__Exercise__. Gather every line in the records below that contains the word "repository".

====== Provided data

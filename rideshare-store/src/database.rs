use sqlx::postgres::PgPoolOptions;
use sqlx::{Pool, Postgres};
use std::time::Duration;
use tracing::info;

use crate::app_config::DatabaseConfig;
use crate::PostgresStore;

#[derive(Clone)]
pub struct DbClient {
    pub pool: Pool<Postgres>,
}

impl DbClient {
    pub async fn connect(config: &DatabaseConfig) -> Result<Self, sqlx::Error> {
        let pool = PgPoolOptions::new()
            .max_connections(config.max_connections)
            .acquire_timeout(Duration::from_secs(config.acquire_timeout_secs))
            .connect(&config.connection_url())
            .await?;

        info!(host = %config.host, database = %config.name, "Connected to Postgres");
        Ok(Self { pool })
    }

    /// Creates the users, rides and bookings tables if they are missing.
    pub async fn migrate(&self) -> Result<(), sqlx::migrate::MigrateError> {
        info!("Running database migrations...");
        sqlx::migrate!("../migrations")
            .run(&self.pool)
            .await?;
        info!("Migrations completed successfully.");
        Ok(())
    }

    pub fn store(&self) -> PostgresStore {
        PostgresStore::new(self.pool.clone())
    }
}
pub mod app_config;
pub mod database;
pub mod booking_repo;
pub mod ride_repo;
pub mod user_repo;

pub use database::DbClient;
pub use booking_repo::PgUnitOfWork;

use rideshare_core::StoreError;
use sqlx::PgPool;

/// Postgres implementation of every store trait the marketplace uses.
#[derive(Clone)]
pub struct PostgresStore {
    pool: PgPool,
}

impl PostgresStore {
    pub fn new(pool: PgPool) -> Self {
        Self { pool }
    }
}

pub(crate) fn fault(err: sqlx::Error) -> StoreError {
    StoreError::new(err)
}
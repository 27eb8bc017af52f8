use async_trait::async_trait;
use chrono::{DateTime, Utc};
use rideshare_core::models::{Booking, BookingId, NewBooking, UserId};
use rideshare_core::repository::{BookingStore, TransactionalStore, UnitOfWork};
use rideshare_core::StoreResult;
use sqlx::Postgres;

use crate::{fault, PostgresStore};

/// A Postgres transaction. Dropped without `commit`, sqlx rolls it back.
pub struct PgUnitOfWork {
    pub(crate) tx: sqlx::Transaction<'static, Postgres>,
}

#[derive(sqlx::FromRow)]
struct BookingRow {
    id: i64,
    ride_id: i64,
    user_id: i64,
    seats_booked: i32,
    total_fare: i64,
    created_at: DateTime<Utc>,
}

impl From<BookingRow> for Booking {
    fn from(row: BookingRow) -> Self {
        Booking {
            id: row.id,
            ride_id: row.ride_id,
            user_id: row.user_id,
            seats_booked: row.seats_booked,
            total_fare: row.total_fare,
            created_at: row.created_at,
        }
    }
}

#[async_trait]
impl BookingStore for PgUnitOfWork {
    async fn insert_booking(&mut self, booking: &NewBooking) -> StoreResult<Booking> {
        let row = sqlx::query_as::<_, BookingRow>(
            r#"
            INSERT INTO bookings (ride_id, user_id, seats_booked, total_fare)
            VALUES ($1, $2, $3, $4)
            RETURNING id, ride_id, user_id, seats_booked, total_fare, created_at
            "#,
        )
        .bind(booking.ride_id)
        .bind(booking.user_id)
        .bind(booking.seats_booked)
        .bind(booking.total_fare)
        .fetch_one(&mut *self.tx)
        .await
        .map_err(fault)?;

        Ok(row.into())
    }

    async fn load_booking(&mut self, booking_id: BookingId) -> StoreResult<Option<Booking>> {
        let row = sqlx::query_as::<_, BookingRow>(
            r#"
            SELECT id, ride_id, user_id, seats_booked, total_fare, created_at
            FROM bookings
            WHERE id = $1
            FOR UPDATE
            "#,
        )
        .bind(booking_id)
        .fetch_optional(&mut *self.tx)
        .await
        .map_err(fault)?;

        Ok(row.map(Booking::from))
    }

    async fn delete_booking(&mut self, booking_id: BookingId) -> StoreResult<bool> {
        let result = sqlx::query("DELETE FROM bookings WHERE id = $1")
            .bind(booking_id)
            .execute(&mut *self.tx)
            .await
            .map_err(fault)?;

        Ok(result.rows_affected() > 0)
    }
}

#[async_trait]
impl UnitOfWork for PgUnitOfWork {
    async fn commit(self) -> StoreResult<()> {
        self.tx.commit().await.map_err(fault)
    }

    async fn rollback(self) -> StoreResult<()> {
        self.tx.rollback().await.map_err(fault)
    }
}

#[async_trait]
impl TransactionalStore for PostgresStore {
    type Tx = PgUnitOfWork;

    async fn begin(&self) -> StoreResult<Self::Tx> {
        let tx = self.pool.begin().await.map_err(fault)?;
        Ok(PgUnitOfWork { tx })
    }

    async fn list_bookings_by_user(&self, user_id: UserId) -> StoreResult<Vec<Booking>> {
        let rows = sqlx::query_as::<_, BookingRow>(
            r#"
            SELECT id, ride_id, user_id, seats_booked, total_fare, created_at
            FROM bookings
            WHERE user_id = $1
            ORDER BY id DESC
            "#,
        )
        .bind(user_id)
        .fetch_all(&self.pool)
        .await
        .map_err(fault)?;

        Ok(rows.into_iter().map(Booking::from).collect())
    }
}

============

__Problem solution__.
repository 27eb8bc017af52f8
use rideshare_core::repository::{BookingStore, TransactionalStore, UnitOfWork};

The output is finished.